- _The problem_
Give the tally of lines in the listing that include "PgRow". No other words belong in the answer.

- _Entries provided_
++++++++
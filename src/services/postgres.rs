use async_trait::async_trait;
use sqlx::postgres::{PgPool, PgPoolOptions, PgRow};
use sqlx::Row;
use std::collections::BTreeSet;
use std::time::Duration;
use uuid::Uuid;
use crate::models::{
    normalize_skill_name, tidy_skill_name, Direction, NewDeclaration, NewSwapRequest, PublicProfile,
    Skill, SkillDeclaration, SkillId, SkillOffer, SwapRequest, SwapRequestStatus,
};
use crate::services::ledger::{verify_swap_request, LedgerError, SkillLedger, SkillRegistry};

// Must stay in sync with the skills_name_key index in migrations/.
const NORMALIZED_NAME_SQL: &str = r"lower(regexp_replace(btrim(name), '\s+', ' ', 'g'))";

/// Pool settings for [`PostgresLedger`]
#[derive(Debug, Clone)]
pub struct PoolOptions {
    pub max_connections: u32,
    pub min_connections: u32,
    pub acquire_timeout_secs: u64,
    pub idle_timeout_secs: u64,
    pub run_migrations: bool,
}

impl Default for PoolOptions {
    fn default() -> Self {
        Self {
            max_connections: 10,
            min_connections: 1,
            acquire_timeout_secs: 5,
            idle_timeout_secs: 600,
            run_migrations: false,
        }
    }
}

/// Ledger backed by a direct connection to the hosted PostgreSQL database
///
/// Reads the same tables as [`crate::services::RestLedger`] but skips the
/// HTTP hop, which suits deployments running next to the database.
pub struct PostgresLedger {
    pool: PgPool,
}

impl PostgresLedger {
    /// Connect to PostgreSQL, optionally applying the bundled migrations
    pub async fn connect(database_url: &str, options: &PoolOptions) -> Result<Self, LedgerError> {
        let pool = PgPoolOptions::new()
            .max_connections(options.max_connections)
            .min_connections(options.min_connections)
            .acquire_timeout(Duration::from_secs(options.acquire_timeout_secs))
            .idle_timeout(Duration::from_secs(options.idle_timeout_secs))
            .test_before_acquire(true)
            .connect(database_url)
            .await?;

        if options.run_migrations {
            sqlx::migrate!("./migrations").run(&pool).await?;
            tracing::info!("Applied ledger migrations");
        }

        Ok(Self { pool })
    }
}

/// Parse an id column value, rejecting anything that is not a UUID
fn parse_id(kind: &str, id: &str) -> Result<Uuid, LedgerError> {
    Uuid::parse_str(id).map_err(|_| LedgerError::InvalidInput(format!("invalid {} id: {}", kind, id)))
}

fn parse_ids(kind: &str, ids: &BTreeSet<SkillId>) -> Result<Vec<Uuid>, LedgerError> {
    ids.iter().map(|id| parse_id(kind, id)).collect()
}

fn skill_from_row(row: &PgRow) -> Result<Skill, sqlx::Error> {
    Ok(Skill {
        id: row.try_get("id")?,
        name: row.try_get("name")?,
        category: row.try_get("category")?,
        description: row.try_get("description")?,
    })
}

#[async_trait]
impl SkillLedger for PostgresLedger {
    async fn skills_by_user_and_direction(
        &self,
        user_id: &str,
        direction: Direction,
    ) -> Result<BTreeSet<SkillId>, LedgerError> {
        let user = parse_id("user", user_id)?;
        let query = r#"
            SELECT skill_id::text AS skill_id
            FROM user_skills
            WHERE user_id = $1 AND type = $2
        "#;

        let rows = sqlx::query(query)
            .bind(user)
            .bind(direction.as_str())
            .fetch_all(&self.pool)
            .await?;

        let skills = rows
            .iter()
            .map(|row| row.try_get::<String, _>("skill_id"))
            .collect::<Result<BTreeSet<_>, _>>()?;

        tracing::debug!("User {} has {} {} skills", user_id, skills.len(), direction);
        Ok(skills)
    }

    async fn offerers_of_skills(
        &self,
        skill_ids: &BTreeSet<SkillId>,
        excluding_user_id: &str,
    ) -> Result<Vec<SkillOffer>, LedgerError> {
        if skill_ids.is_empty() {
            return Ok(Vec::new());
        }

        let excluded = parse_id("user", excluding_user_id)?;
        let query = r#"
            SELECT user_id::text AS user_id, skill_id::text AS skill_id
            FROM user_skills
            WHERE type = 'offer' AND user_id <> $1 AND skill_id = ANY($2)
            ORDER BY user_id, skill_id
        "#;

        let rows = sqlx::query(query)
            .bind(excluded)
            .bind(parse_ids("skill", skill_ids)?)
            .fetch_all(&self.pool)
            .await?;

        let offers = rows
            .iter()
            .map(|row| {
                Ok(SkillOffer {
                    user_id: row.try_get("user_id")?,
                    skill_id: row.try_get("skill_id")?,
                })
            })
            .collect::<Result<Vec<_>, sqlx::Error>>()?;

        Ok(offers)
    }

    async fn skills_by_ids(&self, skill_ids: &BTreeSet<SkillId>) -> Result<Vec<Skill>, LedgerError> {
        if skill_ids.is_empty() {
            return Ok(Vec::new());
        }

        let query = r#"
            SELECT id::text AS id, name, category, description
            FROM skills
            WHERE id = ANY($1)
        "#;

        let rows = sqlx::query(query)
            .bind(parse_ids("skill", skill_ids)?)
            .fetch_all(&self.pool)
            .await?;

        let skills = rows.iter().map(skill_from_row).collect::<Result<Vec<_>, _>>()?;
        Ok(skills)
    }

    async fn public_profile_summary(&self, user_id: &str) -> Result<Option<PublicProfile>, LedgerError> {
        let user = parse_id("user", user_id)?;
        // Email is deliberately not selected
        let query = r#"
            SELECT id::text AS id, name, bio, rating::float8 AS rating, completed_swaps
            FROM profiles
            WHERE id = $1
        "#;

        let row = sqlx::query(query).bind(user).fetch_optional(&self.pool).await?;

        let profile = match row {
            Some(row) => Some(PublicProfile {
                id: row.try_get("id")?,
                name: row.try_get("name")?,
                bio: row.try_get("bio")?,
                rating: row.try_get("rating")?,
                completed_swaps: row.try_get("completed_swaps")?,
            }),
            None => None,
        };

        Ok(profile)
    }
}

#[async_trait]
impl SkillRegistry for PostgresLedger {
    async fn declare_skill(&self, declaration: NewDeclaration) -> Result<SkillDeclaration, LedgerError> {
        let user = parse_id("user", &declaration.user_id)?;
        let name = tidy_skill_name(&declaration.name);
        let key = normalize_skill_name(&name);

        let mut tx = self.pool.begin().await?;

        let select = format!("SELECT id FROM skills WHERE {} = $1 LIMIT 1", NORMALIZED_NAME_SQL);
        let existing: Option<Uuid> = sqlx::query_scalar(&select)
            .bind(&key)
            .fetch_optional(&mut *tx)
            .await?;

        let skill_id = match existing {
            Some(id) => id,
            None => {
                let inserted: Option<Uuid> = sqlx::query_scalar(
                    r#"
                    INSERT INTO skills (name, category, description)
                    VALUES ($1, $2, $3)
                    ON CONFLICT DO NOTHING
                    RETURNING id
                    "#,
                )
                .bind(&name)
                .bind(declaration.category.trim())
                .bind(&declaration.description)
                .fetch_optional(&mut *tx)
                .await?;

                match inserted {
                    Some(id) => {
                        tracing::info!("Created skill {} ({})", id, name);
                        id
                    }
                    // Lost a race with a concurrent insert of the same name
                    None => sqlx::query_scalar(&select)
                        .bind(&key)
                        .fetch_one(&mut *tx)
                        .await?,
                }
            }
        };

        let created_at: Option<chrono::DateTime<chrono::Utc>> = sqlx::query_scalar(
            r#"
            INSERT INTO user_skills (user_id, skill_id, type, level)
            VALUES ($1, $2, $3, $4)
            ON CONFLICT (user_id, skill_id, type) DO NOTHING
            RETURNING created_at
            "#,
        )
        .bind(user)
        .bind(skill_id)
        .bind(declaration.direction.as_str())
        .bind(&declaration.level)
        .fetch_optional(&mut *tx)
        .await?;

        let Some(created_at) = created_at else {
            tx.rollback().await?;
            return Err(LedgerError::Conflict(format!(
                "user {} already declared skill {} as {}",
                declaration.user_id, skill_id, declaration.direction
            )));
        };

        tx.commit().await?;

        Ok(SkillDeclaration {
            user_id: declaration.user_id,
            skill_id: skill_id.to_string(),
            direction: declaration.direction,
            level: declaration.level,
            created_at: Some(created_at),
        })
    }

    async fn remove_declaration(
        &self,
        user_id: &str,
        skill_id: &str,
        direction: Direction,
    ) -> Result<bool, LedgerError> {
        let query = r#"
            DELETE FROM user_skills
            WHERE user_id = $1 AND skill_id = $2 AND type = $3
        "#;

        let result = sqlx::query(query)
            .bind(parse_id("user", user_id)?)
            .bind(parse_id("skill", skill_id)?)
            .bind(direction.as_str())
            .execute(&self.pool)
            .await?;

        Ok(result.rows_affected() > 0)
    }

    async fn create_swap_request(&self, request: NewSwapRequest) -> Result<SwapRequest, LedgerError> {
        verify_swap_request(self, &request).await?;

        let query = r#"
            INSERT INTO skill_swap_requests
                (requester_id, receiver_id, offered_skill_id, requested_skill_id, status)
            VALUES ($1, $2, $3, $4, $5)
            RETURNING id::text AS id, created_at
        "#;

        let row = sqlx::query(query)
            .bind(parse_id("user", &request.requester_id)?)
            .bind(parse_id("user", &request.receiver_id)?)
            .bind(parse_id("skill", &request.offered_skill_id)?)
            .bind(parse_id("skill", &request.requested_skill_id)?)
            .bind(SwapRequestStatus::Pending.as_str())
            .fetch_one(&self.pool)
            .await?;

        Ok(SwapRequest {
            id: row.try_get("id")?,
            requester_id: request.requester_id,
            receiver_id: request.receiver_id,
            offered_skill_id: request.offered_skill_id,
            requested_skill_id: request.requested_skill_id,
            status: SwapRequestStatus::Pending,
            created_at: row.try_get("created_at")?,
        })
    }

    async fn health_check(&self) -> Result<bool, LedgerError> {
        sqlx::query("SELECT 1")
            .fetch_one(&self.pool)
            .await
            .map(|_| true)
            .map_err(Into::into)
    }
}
++++++++
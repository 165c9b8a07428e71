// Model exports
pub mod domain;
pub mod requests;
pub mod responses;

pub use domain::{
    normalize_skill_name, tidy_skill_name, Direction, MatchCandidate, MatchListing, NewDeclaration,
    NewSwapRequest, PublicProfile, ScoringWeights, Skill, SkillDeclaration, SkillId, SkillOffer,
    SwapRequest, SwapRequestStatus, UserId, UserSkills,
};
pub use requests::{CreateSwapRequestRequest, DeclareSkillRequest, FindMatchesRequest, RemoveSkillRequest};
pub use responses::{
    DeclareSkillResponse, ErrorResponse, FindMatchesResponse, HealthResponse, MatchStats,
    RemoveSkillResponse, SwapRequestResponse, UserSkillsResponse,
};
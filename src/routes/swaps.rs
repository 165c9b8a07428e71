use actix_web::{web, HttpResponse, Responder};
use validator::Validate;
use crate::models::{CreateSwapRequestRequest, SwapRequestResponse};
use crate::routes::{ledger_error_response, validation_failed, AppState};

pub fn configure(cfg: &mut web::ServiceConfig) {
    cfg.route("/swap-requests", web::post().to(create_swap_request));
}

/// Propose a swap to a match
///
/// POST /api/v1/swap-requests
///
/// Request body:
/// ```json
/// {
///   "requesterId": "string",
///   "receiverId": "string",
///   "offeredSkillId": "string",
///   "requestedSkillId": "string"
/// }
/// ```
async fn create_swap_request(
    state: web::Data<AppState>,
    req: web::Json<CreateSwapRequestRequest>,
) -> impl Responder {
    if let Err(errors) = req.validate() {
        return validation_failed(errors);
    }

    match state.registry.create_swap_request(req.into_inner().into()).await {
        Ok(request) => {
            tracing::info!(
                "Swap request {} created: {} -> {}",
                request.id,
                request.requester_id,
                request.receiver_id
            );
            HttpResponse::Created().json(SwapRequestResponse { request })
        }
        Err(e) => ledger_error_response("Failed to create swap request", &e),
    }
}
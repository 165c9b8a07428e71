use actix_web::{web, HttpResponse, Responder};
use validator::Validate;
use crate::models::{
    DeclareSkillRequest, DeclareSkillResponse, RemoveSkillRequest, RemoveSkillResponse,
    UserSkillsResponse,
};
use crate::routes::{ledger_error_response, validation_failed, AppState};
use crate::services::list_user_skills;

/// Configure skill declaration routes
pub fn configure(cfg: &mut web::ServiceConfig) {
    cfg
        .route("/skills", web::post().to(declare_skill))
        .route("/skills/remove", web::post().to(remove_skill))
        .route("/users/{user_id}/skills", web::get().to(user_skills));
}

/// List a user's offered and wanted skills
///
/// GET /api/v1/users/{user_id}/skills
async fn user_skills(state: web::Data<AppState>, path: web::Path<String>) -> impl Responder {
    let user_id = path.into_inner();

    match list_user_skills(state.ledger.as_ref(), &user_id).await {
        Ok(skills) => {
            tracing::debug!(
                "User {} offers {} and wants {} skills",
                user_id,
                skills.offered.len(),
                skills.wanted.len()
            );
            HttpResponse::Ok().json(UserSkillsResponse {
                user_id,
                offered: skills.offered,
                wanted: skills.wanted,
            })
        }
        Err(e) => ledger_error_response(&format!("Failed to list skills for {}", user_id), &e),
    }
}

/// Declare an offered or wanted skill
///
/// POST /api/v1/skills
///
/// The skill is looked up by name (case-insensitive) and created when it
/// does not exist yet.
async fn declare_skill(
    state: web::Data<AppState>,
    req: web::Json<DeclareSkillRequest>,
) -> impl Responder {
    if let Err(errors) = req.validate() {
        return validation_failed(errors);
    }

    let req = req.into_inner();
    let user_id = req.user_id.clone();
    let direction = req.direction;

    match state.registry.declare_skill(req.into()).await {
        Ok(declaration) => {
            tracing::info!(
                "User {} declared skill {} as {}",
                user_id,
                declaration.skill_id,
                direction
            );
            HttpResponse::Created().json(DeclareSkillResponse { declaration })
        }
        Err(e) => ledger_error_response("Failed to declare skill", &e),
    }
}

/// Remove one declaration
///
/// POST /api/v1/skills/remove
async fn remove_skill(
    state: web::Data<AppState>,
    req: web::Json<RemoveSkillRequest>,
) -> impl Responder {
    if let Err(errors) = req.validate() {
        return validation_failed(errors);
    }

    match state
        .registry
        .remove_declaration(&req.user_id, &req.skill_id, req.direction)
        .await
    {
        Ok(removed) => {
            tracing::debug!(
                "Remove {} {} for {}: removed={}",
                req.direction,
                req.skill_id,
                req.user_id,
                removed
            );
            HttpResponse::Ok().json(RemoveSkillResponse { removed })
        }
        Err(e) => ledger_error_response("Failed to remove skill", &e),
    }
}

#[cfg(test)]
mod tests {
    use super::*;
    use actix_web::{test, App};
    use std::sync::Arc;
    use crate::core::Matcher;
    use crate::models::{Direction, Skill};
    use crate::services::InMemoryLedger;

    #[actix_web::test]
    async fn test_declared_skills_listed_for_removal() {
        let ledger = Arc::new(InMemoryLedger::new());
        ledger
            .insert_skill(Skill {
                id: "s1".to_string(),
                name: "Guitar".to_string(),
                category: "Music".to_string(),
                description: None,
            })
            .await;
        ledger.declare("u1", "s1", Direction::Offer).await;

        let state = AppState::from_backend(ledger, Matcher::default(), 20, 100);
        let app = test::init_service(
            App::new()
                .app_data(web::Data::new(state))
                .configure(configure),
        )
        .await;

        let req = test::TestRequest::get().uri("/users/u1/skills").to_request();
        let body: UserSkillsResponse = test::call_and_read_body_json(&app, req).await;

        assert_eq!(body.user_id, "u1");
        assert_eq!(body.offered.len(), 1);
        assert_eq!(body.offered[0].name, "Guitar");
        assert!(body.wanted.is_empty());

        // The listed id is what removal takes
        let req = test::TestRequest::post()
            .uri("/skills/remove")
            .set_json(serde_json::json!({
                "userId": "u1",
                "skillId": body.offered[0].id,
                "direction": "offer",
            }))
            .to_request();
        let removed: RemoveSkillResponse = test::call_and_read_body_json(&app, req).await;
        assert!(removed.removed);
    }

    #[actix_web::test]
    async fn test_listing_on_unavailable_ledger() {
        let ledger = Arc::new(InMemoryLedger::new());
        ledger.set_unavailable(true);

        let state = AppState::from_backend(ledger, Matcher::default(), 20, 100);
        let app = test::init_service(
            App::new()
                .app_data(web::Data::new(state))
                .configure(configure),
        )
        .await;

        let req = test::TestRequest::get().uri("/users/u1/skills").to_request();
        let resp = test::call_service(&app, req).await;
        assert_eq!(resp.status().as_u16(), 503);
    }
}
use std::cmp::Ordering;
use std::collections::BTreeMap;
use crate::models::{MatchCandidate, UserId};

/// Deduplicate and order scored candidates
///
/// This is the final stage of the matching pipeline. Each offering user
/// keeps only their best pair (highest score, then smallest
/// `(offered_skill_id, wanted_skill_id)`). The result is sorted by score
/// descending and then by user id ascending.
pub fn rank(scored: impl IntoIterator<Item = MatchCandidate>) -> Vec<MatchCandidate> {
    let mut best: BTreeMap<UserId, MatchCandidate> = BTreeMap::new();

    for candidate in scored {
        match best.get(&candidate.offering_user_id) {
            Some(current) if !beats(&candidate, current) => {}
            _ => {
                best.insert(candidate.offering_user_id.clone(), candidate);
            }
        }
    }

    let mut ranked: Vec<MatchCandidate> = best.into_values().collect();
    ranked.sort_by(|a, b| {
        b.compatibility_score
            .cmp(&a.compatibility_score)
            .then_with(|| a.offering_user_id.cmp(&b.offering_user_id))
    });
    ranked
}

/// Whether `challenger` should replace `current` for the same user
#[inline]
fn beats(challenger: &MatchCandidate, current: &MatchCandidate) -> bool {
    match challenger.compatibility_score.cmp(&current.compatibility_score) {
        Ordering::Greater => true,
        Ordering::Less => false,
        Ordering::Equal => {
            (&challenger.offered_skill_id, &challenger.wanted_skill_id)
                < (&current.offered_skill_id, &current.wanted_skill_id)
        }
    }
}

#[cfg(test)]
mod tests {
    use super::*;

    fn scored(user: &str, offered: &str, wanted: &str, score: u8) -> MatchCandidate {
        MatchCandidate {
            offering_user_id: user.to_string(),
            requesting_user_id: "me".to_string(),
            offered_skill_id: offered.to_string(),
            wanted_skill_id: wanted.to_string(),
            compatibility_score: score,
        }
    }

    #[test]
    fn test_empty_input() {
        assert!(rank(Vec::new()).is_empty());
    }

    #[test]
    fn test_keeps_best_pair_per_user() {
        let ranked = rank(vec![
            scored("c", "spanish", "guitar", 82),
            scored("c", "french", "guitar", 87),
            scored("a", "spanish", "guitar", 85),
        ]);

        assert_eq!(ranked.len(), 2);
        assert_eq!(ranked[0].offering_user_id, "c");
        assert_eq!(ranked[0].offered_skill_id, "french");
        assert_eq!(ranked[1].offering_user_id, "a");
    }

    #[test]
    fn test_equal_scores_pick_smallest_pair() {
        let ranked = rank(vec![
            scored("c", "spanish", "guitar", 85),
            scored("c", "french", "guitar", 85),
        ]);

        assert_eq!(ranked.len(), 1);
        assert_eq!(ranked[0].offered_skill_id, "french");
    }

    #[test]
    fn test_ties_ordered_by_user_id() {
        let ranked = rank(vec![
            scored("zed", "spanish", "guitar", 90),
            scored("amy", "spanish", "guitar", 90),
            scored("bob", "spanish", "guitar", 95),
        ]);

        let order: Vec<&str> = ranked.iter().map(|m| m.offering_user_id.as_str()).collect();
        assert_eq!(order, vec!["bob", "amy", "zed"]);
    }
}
++++++++
- _Finished exercise_
2